(Required action) Once you find the line with "self.min.is_none() && self.max.is_none()" in the data that follows, repeat it and every line after it exactly, through the line with "bounds are present.".

Start of Data extract

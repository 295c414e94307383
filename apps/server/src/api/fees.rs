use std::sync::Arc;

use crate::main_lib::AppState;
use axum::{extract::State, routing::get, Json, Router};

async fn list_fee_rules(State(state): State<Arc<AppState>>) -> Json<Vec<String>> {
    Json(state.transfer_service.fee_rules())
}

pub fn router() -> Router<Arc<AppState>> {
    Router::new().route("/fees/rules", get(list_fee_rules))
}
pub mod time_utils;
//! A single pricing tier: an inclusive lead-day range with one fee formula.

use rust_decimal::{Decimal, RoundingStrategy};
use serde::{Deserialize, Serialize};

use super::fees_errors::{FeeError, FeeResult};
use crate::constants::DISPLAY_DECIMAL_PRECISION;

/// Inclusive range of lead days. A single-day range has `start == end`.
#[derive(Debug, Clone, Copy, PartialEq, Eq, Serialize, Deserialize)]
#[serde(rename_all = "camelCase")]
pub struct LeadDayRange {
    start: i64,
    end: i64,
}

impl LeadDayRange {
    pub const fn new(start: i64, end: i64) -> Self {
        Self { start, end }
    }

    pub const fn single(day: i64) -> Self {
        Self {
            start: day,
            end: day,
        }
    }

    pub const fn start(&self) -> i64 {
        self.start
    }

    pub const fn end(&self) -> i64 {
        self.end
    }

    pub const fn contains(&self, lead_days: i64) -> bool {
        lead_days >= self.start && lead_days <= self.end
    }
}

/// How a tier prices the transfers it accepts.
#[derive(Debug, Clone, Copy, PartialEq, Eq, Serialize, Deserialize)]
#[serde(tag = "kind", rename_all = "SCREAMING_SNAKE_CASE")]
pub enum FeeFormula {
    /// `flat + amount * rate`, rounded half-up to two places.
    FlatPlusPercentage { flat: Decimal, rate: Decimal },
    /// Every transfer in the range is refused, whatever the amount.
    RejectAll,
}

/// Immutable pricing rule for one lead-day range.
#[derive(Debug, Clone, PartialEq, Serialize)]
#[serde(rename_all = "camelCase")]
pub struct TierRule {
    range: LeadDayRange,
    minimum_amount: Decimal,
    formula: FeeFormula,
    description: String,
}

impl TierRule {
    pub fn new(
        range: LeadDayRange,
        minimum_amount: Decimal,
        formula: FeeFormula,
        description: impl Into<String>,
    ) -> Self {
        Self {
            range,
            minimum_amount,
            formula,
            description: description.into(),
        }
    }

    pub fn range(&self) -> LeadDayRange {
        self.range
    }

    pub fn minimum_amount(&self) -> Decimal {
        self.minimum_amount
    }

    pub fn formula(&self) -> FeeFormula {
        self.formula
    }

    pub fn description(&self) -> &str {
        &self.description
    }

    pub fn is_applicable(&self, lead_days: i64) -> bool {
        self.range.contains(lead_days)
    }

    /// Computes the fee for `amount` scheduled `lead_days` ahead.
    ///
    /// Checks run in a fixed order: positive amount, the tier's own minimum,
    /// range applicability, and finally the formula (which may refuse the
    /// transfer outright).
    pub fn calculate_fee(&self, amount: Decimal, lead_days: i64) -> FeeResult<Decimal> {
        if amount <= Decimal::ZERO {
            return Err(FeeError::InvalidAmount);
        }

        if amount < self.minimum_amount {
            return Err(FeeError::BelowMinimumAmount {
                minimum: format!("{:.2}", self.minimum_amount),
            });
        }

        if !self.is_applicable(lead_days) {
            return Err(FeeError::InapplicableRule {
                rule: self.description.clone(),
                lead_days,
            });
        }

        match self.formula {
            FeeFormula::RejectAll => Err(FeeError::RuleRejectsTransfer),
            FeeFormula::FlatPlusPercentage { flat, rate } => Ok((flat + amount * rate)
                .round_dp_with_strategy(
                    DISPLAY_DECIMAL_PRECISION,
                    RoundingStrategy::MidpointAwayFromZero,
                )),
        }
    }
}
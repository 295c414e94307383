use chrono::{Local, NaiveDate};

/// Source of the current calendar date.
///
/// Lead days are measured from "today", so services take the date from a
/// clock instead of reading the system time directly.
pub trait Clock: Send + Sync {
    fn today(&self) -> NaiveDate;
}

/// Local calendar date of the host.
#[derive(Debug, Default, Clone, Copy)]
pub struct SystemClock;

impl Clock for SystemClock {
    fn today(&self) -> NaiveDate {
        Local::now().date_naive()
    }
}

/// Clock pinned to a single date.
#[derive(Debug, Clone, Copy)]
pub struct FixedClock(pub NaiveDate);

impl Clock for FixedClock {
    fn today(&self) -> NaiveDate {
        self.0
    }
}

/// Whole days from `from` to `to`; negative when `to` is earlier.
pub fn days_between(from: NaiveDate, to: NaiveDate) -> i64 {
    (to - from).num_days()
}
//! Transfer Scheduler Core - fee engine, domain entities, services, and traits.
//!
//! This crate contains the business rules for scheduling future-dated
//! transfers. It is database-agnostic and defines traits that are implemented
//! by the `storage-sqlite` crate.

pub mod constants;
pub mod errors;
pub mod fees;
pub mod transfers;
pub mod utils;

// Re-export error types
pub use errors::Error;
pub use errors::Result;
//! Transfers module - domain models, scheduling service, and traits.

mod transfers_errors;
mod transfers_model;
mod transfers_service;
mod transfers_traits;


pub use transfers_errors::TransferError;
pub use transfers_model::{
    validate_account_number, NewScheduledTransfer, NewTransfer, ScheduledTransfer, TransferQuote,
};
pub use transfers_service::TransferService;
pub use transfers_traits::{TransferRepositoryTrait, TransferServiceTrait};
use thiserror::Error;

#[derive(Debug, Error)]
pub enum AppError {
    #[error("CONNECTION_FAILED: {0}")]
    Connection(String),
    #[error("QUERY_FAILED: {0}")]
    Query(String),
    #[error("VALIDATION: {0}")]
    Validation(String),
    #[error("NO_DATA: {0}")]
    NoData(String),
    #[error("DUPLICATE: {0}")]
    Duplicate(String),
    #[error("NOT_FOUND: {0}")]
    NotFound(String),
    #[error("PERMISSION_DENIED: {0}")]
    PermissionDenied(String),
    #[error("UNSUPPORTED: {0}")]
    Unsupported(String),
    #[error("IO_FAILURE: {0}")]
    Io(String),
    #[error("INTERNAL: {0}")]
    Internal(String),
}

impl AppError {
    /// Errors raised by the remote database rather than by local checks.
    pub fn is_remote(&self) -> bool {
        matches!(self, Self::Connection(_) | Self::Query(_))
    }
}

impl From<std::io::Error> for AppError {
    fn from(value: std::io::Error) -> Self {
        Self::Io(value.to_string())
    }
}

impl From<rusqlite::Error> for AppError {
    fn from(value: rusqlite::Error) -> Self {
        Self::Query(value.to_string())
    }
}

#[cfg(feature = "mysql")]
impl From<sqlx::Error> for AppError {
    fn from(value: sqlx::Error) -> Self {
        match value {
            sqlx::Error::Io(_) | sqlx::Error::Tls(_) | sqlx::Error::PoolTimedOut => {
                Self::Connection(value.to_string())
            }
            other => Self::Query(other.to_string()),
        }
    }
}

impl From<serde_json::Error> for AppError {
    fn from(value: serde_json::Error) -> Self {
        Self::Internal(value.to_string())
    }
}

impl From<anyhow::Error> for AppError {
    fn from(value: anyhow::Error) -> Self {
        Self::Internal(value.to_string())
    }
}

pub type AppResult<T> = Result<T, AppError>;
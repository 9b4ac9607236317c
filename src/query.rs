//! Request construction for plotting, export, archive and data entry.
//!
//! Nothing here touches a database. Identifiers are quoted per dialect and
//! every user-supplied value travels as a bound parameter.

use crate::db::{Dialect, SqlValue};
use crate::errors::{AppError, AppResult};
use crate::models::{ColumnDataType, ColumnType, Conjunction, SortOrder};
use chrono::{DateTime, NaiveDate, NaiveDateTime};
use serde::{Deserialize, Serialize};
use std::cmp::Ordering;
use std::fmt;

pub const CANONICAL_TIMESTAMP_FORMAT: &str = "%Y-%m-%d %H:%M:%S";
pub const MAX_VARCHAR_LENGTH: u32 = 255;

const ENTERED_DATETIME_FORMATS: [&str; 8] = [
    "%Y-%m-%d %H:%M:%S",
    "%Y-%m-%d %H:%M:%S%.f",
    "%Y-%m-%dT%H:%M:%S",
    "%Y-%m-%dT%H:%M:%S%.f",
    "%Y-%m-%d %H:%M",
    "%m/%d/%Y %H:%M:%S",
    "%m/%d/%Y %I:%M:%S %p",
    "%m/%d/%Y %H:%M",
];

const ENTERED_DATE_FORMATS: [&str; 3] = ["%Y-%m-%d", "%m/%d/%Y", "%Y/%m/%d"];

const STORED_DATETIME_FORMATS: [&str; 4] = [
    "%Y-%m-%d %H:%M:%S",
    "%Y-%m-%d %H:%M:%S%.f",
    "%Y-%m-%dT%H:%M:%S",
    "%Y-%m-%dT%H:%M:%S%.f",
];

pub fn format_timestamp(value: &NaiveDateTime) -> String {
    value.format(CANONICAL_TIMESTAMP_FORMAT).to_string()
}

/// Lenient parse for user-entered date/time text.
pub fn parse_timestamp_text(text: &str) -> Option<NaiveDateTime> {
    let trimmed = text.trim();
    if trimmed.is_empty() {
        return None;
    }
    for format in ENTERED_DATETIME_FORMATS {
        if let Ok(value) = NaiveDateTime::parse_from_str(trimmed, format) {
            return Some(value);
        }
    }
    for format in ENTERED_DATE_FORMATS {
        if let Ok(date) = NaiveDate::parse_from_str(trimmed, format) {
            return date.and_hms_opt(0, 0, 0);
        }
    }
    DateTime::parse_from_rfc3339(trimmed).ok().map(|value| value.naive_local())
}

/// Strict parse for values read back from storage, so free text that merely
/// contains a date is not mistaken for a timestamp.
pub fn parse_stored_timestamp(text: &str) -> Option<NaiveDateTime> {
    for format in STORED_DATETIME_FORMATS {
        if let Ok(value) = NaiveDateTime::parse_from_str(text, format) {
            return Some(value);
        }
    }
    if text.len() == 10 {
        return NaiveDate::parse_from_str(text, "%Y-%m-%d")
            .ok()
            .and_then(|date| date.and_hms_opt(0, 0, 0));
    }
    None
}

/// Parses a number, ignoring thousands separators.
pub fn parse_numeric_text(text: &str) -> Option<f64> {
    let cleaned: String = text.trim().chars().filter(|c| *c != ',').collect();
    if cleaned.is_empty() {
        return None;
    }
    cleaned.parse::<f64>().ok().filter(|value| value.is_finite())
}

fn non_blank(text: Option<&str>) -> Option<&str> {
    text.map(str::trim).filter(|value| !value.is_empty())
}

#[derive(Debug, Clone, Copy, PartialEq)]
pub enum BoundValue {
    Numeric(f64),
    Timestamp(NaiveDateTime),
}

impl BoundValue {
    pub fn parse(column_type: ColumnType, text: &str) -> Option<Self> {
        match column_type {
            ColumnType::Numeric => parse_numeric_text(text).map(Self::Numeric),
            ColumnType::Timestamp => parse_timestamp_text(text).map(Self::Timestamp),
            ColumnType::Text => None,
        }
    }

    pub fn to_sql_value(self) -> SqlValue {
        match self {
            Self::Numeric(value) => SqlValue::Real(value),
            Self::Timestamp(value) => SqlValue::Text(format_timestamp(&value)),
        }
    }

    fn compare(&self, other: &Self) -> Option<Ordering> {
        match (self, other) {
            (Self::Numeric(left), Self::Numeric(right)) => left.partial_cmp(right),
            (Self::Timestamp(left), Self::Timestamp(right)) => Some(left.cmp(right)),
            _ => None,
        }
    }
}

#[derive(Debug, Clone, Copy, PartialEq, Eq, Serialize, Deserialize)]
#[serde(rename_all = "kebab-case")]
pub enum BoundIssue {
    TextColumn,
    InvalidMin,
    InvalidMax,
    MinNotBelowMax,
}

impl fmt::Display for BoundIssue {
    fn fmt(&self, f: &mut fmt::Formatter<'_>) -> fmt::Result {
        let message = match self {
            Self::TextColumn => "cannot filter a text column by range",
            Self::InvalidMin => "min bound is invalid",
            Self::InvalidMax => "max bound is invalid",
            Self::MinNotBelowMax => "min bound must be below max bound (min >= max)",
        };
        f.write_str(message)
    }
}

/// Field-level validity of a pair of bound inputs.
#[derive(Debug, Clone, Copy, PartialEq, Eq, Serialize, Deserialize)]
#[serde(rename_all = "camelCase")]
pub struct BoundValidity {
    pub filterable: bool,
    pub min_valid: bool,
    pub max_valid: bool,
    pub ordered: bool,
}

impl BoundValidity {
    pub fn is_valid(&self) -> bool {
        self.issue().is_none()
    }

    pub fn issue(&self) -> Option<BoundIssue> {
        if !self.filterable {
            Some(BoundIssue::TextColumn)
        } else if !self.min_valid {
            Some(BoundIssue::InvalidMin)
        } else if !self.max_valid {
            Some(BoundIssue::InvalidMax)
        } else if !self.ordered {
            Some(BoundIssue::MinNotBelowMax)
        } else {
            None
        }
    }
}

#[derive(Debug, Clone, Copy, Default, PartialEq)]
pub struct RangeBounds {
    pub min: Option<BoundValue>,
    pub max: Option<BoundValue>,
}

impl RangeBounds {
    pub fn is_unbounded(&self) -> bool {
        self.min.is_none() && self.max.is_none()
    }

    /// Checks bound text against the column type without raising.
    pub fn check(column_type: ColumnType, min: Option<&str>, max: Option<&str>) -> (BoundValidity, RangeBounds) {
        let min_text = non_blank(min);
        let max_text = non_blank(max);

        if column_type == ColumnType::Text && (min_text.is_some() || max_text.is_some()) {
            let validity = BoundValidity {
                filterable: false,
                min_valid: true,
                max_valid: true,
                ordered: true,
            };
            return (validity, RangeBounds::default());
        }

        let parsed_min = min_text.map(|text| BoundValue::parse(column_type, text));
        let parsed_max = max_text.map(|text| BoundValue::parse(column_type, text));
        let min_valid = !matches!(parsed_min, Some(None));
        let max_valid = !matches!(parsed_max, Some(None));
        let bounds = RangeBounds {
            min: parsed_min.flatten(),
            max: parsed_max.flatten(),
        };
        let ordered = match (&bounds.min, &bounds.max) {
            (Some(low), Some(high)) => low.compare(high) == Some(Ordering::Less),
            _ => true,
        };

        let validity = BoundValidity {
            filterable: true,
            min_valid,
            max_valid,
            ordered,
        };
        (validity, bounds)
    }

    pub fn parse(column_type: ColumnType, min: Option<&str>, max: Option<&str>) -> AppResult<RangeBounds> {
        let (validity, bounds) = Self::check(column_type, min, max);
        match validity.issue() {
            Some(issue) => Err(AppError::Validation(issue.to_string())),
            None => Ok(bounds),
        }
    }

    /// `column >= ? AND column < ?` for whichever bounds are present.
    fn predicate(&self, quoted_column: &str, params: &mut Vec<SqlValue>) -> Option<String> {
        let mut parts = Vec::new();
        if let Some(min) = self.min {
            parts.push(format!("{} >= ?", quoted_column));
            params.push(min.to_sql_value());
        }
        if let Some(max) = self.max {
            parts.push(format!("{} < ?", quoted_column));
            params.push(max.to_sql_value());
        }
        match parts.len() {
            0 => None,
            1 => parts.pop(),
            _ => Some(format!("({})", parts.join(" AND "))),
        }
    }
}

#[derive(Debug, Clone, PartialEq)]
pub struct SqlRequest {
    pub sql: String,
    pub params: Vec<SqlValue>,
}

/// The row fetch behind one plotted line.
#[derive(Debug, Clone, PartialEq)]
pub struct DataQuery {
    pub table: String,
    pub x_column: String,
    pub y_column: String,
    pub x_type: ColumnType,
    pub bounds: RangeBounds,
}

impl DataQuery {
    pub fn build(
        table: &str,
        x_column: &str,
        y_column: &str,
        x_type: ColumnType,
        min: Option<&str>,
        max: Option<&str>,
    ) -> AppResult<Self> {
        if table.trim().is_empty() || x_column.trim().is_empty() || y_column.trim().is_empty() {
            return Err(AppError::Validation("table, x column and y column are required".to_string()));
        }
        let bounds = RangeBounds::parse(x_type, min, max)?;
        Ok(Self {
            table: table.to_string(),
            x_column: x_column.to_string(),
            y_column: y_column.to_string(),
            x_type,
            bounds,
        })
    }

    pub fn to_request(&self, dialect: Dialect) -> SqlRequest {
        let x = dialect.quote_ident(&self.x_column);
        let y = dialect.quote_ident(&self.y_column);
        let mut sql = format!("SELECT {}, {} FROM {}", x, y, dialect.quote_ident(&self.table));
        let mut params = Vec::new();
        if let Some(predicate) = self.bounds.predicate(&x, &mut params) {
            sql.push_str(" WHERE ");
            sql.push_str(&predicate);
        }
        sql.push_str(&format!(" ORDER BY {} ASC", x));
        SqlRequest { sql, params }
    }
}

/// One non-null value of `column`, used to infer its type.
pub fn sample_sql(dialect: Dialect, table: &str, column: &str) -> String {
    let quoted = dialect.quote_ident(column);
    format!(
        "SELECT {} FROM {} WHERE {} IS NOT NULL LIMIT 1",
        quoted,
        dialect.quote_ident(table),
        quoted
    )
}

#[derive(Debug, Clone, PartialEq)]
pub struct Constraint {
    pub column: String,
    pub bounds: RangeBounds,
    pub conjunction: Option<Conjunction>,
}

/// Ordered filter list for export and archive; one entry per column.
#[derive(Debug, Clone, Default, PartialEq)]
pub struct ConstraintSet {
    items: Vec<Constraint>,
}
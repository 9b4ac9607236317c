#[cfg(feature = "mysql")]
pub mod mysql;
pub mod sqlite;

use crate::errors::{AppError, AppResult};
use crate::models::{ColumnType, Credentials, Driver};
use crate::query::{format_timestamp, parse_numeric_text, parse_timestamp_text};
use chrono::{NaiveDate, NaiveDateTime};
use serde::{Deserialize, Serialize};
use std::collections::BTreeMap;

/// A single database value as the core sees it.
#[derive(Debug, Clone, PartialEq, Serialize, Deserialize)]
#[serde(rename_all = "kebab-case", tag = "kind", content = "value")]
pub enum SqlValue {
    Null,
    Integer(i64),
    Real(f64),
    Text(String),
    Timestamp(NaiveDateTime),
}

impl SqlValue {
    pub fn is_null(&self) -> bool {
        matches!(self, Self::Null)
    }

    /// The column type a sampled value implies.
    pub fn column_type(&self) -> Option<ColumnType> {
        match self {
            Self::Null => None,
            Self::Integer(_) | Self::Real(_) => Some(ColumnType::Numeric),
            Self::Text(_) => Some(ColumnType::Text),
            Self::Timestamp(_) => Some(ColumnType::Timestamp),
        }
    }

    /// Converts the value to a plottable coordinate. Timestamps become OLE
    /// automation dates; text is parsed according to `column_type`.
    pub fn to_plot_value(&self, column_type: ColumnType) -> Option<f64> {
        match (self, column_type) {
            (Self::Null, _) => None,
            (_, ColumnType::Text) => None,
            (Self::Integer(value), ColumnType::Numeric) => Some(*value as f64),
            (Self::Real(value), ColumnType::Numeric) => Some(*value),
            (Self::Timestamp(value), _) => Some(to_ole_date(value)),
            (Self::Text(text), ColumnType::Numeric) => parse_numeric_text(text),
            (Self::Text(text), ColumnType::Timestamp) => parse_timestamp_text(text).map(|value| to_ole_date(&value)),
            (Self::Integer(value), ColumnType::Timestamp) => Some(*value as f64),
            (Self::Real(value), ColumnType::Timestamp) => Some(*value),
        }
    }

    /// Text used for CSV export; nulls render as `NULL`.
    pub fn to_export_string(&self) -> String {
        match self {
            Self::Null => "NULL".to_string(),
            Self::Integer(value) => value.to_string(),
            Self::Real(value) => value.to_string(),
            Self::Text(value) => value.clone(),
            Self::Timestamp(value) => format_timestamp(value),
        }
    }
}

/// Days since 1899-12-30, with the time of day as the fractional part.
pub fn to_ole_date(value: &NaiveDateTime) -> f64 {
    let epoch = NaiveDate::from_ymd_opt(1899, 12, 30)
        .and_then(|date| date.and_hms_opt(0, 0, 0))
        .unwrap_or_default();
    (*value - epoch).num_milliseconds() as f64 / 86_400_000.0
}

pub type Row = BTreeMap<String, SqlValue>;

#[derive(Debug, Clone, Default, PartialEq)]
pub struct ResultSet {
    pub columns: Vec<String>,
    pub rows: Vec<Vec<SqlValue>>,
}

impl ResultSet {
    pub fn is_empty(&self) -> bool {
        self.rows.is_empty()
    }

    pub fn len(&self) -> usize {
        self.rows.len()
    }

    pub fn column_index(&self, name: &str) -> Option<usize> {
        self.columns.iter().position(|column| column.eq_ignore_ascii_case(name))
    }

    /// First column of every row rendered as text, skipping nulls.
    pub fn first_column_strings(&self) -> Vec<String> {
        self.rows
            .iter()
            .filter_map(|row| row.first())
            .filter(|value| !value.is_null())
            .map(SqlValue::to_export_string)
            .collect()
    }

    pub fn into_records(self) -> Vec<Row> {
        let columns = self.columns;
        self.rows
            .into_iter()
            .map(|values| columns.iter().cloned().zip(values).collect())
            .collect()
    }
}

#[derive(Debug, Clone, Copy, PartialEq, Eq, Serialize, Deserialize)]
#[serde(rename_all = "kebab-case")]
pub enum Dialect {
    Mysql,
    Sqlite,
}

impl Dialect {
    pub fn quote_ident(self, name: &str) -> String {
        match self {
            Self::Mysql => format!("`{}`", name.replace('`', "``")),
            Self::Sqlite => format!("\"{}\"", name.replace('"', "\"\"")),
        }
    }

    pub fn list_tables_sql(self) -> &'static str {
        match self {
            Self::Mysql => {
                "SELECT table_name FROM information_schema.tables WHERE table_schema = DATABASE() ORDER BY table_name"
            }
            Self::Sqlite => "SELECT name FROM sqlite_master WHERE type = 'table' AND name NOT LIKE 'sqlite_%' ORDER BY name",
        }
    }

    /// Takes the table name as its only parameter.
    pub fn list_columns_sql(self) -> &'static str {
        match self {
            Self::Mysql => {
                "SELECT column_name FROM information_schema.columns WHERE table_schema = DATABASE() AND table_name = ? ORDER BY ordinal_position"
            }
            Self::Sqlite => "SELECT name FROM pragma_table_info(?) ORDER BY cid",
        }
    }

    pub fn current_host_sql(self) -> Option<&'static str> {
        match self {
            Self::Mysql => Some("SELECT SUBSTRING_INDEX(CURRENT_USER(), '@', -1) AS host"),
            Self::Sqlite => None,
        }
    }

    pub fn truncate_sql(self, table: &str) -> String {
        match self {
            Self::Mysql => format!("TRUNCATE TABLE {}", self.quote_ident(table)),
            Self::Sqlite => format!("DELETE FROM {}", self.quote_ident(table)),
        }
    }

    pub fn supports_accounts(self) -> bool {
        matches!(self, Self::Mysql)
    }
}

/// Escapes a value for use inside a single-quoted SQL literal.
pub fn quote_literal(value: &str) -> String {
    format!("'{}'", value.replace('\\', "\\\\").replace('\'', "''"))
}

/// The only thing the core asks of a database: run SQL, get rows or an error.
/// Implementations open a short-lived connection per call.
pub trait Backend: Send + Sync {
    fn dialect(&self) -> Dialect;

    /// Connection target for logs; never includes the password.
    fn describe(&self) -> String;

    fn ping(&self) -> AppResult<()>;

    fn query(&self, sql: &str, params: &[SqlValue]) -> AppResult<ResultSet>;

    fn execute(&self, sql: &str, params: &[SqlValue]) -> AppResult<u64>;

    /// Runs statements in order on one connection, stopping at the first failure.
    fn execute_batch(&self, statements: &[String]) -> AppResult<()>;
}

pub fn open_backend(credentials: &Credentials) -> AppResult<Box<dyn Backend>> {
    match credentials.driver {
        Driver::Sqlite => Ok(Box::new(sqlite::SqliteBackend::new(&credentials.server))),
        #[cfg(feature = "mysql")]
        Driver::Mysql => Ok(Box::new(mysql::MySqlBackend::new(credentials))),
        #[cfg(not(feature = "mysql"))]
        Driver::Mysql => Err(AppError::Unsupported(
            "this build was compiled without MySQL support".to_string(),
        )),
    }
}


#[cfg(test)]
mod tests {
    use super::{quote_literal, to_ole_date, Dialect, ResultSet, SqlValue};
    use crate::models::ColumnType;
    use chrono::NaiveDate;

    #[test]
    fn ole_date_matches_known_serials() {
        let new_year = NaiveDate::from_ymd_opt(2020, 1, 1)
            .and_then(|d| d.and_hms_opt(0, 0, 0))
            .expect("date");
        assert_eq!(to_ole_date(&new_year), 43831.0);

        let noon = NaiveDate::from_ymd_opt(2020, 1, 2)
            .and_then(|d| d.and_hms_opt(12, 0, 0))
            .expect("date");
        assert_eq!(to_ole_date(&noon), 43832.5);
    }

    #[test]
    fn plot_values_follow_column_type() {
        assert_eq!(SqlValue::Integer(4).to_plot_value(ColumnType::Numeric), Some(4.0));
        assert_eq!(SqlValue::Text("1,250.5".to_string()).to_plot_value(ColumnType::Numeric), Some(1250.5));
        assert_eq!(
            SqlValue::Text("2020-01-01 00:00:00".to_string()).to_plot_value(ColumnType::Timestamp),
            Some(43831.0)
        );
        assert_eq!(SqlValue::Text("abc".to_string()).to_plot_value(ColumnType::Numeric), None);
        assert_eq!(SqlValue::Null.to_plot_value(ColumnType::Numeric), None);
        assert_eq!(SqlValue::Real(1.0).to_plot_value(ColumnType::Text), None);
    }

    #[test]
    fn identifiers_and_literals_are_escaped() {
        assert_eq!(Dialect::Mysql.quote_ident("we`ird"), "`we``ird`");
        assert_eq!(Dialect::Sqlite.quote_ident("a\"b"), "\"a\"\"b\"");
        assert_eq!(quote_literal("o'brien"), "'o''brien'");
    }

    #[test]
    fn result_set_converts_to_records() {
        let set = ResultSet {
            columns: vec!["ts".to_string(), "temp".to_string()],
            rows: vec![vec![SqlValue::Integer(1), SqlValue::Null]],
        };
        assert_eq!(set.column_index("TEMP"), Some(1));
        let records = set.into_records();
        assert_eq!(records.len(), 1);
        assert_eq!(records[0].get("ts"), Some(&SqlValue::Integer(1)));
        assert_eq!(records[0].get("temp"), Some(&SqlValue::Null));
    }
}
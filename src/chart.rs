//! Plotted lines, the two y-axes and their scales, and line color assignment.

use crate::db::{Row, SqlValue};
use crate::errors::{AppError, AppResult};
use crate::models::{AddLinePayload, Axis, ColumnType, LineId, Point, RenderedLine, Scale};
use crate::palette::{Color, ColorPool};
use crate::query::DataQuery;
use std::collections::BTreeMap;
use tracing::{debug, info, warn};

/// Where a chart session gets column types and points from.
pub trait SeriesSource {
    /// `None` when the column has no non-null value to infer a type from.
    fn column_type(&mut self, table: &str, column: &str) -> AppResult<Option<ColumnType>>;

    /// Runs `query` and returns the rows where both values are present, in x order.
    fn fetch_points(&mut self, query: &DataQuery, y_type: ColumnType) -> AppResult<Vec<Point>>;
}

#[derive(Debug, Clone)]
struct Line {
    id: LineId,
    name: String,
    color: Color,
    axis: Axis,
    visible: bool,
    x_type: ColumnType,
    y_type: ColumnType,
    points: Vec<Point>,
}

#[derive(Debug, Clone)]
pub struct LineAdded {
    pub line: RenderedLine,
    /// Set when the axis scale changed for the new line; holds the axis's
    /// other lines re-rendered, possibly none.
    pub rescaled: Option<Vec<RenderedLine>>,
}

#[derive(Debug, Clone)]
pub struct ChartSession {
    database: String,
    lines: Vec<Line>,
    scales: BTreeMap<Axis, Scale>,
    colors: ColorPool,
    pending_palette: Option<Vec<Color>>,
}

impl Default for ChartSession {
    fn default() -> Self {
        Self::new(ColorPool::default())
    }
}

End of Data extract

(The answer)
        self.min.is_none() && self.max.is_none()
    }

    /// Checks bound text against the column type without raising.
    pub fn check(column_type: ColumnType, min: Option<&str>, max: Option<&str>) -> (BoundValidity, RangeBounds) {
        let min_text = non_blank(min);
        let max_text = non_blank(max);

        if column_type == ColumnType::Text && (min_text.is_some() || max_text.is_some()) {
            let validity = BoundValidity {
                filterable: false,
                min_valid: true,
                max_valid: true,
                ordered: true,
            };
            return (validity, RangeBounds::default());
        }

        let parsed_min = min_text.map(|text| BoundValue::parse(column_type, text));
        let parsed_max = max_text.map(|text| BoundValue::parse(column_type, text));
        let min_valid = !matches!(parsed_min, Some(None));
        let max_valid = !matches!(parsed_max, Some(None));
        let bounds = RangeBounds {
            min: parsed_min.flatten(),
            max: parsed_max.flatten(),
        };
        let ordered = match (&bounds.min, &bounds.max) {
            (Some(low), Some(high)) => low.compare(high) == Some(Ordering::Less),
            _ => true,
        };

        let validity = BoundValidity {
            filterable: true,
            min_valid,
            max_valid,
            ordered,
        };
        (validity, bounds)
    }

    pub fn parse(column_type: ColumnType, min: Option<&str>, max: Option<&str>) -> AppResult<RangeBounds> {
        let (validity, bounds) = Self::check(column_type, min, max);
        match validity.issue() {
            Some(issue) => Err(AppError::Validation(issue.to_string())),
            None => Ok(bounds),
        }
    }

    /// `column >= ? AND column < ?` for whichever bounds are present.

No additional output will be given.